Merkels wunsch nach Sozialismus
Einmal Sozialist immer Sozialist. Die zwei Gesichter der Merkel

 

Artikel aus WELT.de vom 16.06.2005
Die Unions-Kanzlerkandidatin und CDU-Vorsitzende Angela Merkel hat grundlegende Änderungen für Deutschland nach einem Wahlsieg der Union angekündigt. „Politik mit Mut – das ist heute erneut angesagt“, sagte Merkel in einer Grundsatzrede auf dem Festakt zum 60. Jahrestag der Gründung der CDU am Donnerstag in Berlin. Auch in der Politik gelte: „Wer nicht wagt, der nicht gewinnt.“ Mit Blick auf die Diskussion über das Unions-Wahlprogramm versprach Merkel eine klare Benennung der Probleme und auch der beabsichtigten Reformen.

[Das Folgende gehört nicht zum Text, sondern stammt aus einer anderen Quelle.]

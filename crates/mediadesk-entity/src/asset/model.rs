//! Asset entity model.

use chrono::{DateTime, Utc};
use serde::{Deserialize, Serialize};
use sqlx::FromRow;
use uuid::Uuid;

/// A managed media asset: a binary file on disk plus this metadata record.
///
/// `stored_file_name` is assigned once at creation and is the asset's
/// durable public identity; published pages reference
/// `images/<stored_file_name>`, so an in-place replacement of the bytes must
/// leave it untouched.
#[derive(Debug, Clone, Serialize, Deserialize, FromRow)]
pub struct Asset {
    /// Unique asset identifier.
    pub id: Uuid,
    /// The file name as originally uploaded (display only).
    pub original_name: String,
    /// The durable on-disk file name; unique across all assets.
    pub stored_file_name: String,
    /// Root-relative path of the canonical binary (`images/<stored_file_name>`).
    pub relative_path: String,
    /// MIME type of the current bytes.
    pub mime_type: String,
    /// Size of the current bytes.
    pub size_bytes: i64,
    /// Free-form grouping used by the console's filter views.
    pub category: String,
    /// The staff member who uploaded the current bytes.
    pub uploader_id: Uuid,
    /// Owning entity for parent-associated assets (e.g. a product).
    pub parent_id: Option<Uuid>,
    /// Whether this is the parent's primary asset. Meaningful only when
    /// `parent_id` is set.
    pub is_primary: bool,
    /// Display ordering among a parent's assets.
    pub sort_order: i32,
    /// When the asset was created.
    pub created_at: DateTime<Utc>,
}

impl Asset {
    /// The file extension of the stored name (lowercase), if any.
    pub fn extension(&self) -> Option<String> {
        self.stored_file_name
            .rsplit('.')
            .next()
            .filter(|ext| *ext != self.stored_file_name)
            .map(|ext| ext.to_lowercase())
    }
}

/// Data required to create a new asset record.
#[derive(Debug, Clone, Serialize, Deserialize)]
pub struct CreateAsset {
    /// The originally uploaded file name.
    pub original_name: String,
    /// The generated durable file name.
    pub stored_file_name: String,
    /// Root-relative path of the canonical binary.
    pub relative_path: String,
    /// MIME type of the bytes.
    pub mime_type: String,
    /// Size of the bytes.
    pub size_bytes: i64,
    /// Category for filter views.
    pub category: String,
    /// The uploading staff member.
    pub uploader_id: Uuid,
    /// Owning entity, if parent-associated.
    pub parent_id: Option<Uuid>,
    /// Whether this is the parent's primary asset.
    pub is_primary: bool,
    /// Display ordering among a parent's assets.
    pub sort_order: i32,
}

#[cfg(test)]
mod tests {
    use super::*;

    fn asset_with_stored_name(name: &str) -> Asset {
        Asset {
            id: Uuid::new_v4(),
            original_name: "logo.png".to_string(),
            stored_file_name: name.to_string(),
            relative_path: format!("images/{name}"),
            mime_type: "image/png".to_string(),
            size_bytes: 1,
            category: "logos".to_string(),
            uploader_id: Uuid::new_v4(),
            parent_id: None,
            is_primary: false,
            sort_order: 0,
            created_at: Utc::now(),
        }
    }

    #[test]
    fn test_extension() {
        assert_eq!(
            asset_with_stored_name("abc123.PNG").extension(),
            Some("png".to_string())
        );
        assert_eq!(asset_with_stored_name("noext").extension(), None);
    }
}
//! Filter parameters for the asset list surface.

use serde::{Deserialize, Serialize};

/// Filter applied to asset list queries.
///
/// `search` matches a case-insensitive substring OR'd across the name-like
/// columns; `category` is an exact match. Ordering is always newest-first
/// and is not caller-controlled.
#[derive(Debug, Clone, Default, Serialize, Deserialize)]
pub struct AssetFilter {
    /// Case-insensitive substring matched against original and stored names.
    #[serde(default)]
    pub search: Option<String>,
    /// Exact category match.
    #[serde(default)]
    pub category: Option<String>,
}

impl AssetFilter {
    /// A filter that matches everything.
    pub fn any() -> Self {
        Self::default()
    }

    /// Whether no filter conditions are set.
    pub fn is_empty(&self) -> bool {
        self.search.is_none() && self.category.is_none()
    }
}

Deutschland habe keinen Rechtsanspruch auf Demokratie und sozialer Marktwirtschaft für alle Ewigkeit, sagte Merkel, die von CDU und CSU zur ersten Kanzlerkandidatin bestimmt worden war. „Unsere Werte müssen wir auch im Zeitalter von Globalisierung und Wissensgesellschaft behaupten.“ Dazu müßten Widerstände überwunden werden. „Es sind wieder Prioritäten zu setzen.“ Als „entscheidende Weichenstellungen“ nach einem Wahlsieg der Union nannte Merkel Sozialreformen, „die Leistungsanreize setzen und soziale Sicherheit wieder zukunftsfähig machen“. Außerdem müsse ein „flexibler Arbeitsmarkt“ geschaffen werden.